[TRY IT]: Please quote exactly the lines below from the line containing "String, source: io::Error" to the line containing "assert!(config.gyro.inverted);", both lines included, and nothing else.

[DATA SECTION]

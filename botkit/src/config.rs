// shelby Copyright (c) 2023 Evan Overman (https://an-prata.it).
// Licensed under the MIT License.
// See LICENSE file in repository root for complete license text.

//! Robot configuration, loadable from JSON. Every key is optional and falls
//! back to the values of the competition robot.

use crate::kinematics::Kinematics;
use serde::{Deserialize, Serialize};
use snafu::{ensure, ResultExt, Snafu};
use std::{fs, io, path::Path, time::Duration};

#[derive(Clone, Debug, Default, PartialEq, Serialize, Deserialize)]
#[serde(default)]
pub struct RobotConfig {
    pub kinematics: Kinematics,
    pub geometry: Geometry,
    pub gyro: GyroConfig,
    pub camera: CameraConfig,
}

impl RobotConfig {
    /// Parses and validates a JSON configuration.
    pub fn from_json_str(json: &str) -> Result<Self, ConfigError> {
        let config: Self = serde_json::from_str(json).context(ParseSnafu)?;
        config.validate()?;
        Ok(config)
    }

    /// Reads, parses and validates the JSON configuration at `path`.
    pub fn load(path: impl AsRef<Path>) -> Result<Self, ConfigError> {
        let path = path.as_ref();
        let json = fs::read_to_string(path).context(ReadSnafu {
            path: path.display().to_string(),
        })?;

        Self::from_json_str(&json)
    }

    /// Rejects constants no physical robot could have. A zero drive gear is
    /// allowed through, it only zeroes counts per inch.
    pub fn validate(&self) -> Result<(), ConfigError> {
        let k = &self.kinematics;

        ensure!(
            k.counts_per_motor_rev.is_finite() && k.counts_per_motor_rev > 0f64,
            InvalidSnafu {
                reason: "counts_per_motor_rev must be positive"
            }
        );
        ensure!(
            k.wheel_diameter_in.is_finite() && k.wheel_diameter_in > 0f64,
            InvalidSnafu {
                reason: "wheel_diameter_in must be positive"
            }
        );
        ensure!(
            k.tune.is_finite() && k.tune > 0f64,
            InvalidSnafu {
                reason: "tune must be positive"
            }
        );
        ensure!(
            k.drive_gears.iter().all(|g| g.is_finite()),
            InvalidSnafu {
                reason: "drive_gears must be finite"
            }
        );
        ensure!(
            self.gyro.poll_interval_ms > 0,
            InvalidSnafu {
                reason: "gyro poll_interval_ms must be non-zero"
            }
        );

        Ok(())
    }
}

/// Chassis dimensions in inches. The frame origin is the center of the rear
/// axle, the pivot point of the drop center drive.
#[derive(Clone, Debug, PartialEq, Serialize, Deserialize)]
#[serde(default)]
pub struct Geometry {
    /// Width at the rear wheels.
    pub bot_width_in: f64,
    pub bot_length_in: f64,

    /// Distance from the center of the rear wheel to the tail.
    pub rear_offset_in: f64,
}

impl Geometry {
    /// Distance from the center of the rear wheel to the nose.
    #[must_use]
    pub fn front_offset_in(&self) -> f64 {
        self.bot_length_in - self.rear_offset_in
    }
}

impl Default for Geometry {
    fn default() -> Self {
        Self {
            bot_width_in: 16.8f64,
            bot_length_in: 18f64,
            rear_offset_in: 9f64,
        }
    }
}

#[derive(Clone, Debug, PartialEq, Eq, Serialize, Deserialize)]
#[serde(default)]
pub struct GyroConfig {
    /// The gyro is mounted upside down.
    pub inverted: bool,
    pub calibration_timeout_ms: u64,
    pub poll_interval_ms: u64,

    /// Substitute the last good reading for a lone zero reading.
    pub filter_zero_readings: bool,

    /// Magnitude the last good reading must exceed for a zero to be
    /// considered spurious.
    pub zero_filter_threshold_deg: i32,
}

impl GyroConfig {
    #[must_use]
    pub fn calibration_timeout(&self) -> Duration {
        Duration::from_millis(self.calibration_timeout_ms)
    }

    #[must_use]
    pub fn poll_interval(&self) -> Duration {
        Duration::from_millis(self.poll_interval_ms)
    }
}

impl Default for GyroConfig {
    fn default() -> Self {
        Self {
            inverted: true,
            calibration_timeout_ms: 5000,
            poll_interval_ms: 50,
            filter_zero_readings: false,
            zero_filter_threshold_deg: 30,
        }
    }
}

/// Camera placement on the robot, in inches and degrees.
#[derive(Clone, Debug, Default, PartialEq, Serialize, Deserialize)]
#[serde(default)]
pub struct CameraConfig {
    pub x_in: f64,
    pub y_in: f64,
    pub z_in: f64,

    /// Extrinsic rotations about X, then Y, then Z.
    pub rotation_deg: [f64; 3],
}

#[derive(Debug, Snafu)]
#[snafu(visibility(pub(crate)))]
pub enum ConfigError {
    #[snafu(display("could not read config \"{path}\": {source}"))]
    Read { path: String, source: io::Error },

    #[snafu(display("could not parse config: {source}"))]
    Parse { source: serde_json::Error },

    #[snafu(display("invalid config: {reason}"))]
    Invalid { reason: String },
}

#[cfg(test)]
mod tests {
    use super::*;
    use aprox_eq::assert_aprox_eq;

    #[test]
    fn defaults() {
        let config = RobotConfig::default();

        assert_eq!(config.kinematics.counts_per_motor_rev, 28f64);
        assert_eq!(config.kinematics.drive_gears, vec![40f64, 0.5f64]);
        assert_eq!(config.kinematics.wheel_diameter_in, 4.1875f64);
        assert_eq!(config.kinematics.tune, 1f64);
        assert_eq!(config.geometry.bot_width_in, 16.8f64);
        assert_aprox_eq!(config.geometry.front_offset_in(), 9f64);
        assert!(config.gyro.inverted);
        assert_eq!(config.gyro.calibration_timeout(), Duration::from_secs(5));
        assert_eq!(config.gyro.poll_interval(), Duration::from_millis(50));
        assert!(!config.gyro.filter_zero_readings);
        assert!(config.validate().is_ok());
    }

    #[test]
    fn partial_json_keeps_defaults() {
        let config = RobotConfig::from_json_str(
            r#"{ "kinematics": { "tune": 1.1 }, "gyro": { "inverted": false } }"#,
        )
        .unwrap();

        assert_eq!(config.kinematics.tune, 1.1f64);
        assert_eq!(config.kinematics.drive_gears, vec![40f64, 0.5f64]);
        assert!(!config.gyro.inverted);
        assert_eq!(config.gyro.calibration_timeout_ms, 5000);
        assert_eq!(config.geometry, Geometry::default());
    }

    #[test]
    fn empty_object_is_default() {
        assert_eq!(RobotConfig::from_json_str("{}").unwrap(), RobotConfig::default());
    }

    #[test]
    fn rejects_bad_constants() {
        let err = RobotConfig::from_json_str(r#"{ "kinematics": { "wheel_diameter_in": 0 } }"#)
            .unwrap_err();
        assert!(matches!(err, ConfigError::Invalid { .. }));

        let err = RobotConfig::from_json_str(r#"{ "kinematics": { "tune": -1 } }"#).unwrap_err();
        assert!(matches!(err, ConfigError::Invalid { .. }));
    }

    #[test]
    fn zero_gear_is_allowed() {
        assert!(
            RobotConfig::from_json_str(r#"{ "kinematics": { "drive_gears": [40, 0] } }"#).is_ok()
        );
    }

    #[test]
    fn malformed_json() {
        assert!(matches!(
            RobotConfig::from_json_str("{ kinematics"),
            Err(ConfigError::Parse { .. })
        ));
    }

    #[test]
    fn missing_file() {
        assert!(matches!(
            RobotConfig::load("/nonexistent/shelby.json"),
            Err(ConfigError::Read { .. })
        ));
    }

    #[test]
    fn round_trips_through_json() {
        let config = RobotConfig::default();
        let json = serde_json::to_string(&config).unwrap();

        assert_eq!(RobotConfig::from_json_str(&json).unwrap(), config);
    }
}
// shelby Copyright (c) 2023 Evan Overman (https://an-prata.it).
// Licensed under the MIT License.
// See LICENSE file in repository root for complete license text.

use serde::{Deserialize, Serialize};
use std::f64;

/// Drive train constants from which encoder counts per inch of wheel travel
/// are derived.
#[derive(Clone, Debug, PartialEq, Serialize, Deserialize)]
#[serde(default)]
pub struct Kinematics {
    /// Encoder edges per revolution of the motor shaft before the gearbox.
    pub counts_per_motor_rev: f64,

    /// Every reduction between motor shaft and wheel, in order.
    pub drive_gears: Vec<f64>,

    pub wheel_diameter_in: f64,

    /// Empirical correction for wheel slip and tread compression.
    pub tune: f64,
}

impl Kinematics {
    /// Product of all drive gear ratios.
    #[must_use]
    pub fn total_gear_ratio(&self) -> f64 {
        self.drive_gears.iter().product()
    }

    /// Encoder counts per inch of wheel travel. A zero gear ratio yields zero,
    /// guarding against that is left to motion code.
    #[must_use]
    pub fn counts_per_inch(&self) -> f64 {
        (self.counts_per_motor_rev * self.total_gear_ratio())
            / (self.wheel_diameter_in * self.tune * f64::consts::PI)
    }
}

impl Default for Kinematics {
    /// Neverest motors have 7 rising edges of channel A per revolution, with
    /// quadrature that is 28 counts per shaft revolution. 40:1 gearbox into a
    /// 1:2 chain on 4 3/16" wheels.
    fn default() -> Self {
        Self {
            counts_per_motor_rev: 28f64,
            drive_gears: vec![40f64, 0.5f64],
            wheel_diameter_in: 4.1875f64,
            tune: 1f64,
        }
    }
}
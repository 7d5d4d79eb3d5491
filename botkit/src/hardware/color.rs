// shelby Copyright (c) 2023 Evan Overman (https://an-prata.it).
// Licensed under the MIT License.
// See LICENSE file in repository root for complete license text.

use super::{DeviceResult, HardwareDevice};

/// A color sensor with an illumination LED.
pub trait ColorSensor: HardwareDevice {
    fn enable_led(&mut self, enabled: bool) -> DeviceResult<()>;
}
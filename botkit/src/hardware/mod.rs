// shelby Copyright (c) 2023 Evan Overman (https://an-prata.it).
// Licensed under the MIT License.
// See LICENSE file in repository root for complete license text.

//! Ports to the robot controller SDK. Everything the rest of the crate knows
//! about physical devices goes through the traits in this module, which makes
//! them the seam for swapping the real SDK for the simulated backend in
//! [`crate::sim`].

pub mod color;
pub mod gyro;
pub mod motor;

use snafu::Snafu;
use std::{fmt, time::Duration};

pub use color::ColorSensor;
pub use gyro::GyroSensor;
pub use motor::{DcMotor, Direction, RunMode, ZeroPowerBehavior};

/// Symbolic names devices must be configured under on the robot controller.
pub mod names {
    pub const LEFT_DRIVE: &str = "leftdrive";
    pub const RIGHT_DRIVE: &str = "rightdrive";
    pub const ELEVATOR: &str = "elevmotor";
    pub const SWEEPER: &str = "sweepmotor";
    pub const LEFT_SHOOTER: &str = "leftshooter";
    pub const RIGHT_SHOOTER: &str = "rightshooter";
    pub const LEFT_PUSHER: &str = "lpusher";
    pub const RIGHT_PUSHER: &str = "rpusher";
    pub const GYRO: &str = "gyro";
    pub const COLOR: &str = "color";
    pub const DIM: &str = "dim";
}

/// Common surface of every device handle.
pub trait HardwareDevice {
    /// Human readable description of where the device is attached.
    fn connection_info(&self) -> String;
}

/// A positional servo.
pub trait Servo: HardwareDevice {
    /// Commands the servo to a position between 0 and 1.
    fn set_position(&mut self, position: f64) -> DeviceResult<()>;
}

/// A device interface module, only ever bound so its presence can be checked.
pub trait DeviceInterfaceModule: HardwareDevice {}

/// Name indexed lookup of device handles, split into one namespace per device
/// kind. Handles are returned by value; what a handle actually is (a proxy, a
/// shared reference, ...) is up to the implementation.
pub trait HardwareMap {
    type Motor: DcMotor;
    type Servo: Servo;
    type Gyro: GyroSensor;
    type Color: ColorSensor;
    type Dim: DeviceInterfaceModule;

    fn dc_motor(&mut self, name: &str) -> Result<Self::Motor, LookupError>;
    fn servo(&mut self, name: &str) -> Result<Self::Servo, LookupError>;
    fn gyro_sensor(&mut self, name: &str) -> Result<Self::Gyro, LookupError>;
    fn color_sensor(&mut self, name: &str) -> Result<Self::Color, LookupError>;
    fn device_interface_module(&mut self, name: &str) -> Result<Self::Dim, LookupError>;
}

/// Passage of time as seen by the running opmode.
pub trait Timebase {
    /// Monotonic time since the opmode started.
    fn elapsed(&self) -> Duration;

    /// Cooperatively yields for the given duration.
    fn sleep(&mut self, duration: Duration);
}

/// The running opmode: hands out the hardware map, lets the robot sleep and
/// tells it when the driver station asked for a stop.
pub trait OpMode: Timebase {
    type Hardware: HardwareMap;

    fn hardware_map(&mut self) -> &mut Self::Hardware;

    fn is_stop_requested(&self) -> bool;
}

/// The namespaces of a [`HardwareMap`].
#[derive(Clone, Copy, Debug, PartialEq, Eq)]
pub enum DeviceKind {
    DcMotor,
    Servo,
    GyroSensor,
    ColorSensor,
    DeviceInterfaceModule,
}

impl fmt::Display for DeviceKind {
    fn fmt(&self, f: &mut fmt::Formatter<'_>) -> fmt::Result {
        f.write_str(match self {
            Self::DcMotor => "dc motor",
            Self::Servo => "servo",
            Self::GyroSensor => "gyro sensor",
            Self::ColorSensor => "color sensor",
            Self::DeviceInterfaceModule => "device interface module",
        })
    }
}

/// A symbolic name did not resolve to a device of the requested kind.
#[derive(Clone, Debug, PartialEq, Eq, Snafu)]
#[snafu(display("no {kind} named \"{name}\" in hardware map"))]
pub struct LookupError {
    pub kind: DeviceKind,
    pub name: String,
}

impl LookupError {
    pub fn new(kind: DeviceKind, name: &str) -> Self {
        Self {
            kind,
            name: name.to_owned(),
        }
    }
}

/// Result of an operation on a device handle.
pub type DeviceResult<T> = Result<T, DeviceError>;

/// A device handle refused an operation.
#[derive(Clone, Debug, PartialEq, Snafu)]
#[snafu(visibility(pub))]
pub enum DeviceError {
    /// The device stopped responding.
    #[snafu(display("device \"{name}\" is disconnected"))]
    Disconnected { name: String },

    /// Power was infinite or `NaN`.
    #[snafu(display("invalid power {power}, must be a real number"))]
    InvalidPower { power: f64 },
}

[/DATA SECTION]

[OUTPUT BELOW]:
    Read { path: String, source: io::Error },

    #[snafu(display("could not parse config: {source}"))]
    Parse { source: serde_json::Error },

    #[snafu(display("invalid config: {reason}"))]
    Invalid { reason: String },
}

#[cfg(test)]
mod tests {
    use super::*;
    use aprox_eq::assert_aprox_eq;

    #[test]
    fn defaults() {
        let config = RobotConfig::default();

        assert_eq!(config.kinematics.counts_per_motor_rev, 28f64);
        assert_eq!(config.kinematics.drive_gears, vec![40f64, 0.5f64]);
        assert_eq!(config.kinematics.wheel_diameter_in, 4.1875f64);
        assert_eq!(config.kinematics.tune, 1f64);
        assert_eq!(config.geometry.bot_width_in, 16.8f64);
        assert_aprox_eq!(config.geometry.front_offset_in(), 9f64);
        assert!(config.gyro.inverted);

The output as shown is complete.